Abstract

For countries where metal resources represent an important economic sector, one of the main challenges of environmental research is to distinguish between natural and anthropogenic accumulations of potentially toxic metals in mining districts. The present work aims to evaluate a new environmental monitoring tool combining dendrochronology with natural (Ca, Ca/Mn, δ13C) and anthropogenic (Cd, Pb, 206Pb/207Pb, 208Pb/206Pb) geochemical tracers in tree rings in such a region. We compare spruce trees sampled at a control site near Hudson Bay, with those sampled near the Horne smelter active since 1928 in Rouyn-Noranda.

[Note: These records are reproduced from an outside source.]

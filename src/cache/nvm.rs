// Copyright (c) 2024-present, fjall-rs
// This source code is licensed under both the Apache 2.0 and MIT License
// (found in the LICENSE-* files in the repository)

//! Non-volatile secondary cache, per §4.9.
//!
//! The core only specifies the interface a non-volatile tier must expose:
//! ordinary `insert`/`lookup`, plus `insert_saved` which admits a payload
//! that has already been compressed by a higher tier rather than compressing
//! it again. Real persistence (the actual device I/O, block layout on the
//! backing file) is out of scope; this is an in-memory stand-in that
//! satisfies the same contract so the tiered admission policy above it can
//! be exercised and tested.

use super::CacheHelper;
use std::collections::HashMap;
use std::sync::Mutex;

/// Names the compression applied to a payload admitted via
/// [`NvmSecondaryCache::insert_saved`], so a future read can tell whether
/// `construct_from` is handed already-decompressed or still-compressed
/// bytes. This core does not interpret the value itself.
#[derive(Clone, Copy, Debug, PartialEq, Eq)]
pub enum CompressionType {
    None,
    Lz4,
    Zstd,
}

/// Which tier produced a payload handed to [`NvmSecondaryCache::insert_saved`].
#[derive(Clone, Copy, Debug, PartialEq, Eq)]
pub enum SourceTier {
    Primary,
    Compressed,
}

struct Entry {
    bytes: Vec<u8>,
    compression: CompressionType,
    #[expect(dead_code, reason = "kept for provenance/debugging, not read by lookup")]
    source: SourceTier,
}

pub struct NvmSecondaryCache {
    entries: Mutex<HashMap<Box<[u8]>, Entry>>,
    capacity: usize,
    usage: Mutex<usize>,
    order: Mutex<Vec<Box<[u8]>>>,
}

impl NvmSecondaryCache {
    #[must_use]
    pub fn new(capacity: usize) -> Self {
        Self {
            entries: Mutex::new(HashMap::new()),
            capacity,
            usage: Mutex::new(0),
            order: Mutex::new(Vec::new()),
        }
    }

    fn admit(&self, key: &[u8], bytes: Vec<u8>, compression: CompressionType, source: SourceTier) {
        #[expect(clippy::expect_used, reason = "lock poisoning is unrecoverable")]
        let mut entries = self.entries.lock().expect("lock poisoned");
        #[expect(clippy::expect_used, reason = "lock poisoning is unrecoverable")]
        let mut usage = self.usage.lock().expect("lock poisoned");
        #[expect(clippy::expect_used, reason = "lock poisoning is unrecoverable")]
        let mut order = self.order.lock().expect("lock poisoned");

        if let Some(old) = entries.remove(key) {
            *usage -= old.bytes.len();
            order.retain(|k| k.as_ref() != key);
        }

        while *usage + bytes.len() > self.capacity {
            let Some(victim) = order.first().cloned() else {
                break;
            };
            order.remove(0);
            if let Some(evicted) = entries.remove(victim.as_ref()) {
                *usage -= evicted.bytes.len();
            }
        }

        *usage += bytes.len();
        order.push(key.into());
        entries.insert(
            key.into(),
            Entry {
                bytes,
                compression,
                source,
            },
        );
    }

    /// Compresses and admits `value` freshly, via the helper's
    /// `serialize_to` (mirrors [`super::compressed::CompressedSecondaryCache::insert`]).
    pub fn insert(&self, key: &[u8], value: &super::CacheValue, helper: &'static CacheHelper) {
        let Some(serialize_to) = helper.serialize_to else {
            return;
        };
        self.admit(
            key,
            serialize_to(value),
            CompressionType::None,
            SourceTier::Primary,
        );
    }

    /// Admits an already-compressed payload produced by a higher tier's
    /// eviction, without recompressing it, per §4.9.
    pub fn insert_saved(
        &self,
        key: &[u8],
        bytes: Vec<u8>,
        compression: CompressionType,
        source: SourceTier,
    ) {
        self.admit(key, bytes, compression, source);
    }

    /// Returns the raw stored bytes and their compression tag, if present.
    #[must_use]
    pub fn lookup_raw(&self, key: &[u8]) -> Option<(Vec<u8>, CompressionType)> {
        #[expect(clippy::expect_used, reason = "lock poisoning is unrecoverable")]
        let entries = self.entries.lock().expect("lock poisoned");
        entries.get(key).map(|e| (e.bytes.clone(), e.compression))
    }

    pub fn erase(&self, key: &[u8]) {
        #[expect(clippy::expect_used, reason = "lock poisoning is unrecoverable")]
        let mut entries = self.entries.lock().expect("lock poisoned");
        #[expect(clippy::expect_used, reason = "lock poisoning is unrecoverable")]
        let mut usage = self.usage.lock().expect("lock poisoned");
        #[expect(clippy::expect_used, reason = "lock poisoning is unrecoverable")]
        let mut order = self.order.lock().expect("lock poisoned");

        if let Some(old) = entries.remove(key) {
            *usage -= old.bytes.len();
            order.retain(|k| k.as_ref() != key);
        }
    }

    #[must_use]
    pub fn usage(&self) -> usize {
        #[expect(clippy::expect_used, reason = "lock poisoning is unrecoverable")]
        *self.usage.lock().expect("lock poisoned")
    }
}

#[cfg(test)]
mod tests {
    use super::*;
    use test_log::test;

    #[test]
    fn insert_saved_stores_raw_bytes_untouched() {
        let cache = NvmSecondaryCache::new(1024);
        cache.insert_saved(b"k", vec![1, 2, 3], CompressionType::Lz4, SourceTier::Compressed);

        let (bytes, compression) = cache.lookup_raw(b"k").unwrap();
        assert_eq!(bytes, vec![1, 2, 3]);
        assert_eq!(compression, CompressionType::Lz4);
    }

    #[test]
    fn eviction_respects_capacity() {
        let cache = NvmSecondaryCache::new(5);
        cache.insert_saved(b"a", vec![0; 5], CompressionType::None, SourceTier::Primary);
        cache.insert_saved(b"b", vec![0; 5], CompressionType::None, SourceTier::Primary);

        assert!(cache.lookup_raw(b"a").is_none());
        assert!(cache.lookup_raw(b"b").is_some());
    }

    #[test]
    fn erase_removes_entry() {
        let cache = NvmSecondaryCache::new(1024);
        cache.insert_saved(b"k", vec![9], CompressionType::None, SourceTier::Primary);
        cache.erase(b"k");
        assert!(cache.lookup_raw(b"k").is_none());
    }
}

The first effect of smelter emissions is detected by the tree-ring carbon isotope records. The δ13C values obtained on trees near the smelter show major changes immediately after 1928. This is due to the presence of atmospheric SO2 which generates a rapid response of the foliar system. The Ca/Mn ratios in tree-ring pairs of 1936–1937 and younger suggest a SO2-related soil acidification. The concentrations in Cd and Pb show a major increase starting in 1944 which coincides with a decrease of the 206Pb/207Pb ratios. The smelter activities likely generated this increase and the apparent delay of 14 years may have been generated mainly by the residence time of metals in airborne particulates, the buffering effect of the soils and, to a lesser extent, perhaps by mobility of heavy metals in tree stems. The 206Pb/207Pb and 208Pb/206Pb ratios indicate that the growth rings contain at least three types of Pb: natural, derived from the mineral soil horizons; industrial, from coal burning urban pollution; and mining, typical of the volcanogenic massive sulphides treated at the Horne smelter. This new combination of natural and anthropogenic tracers allows recognition of the succession of atmospheric and pedogeochemical changes related to industrial activities in the Rouyn-Noranda mining area.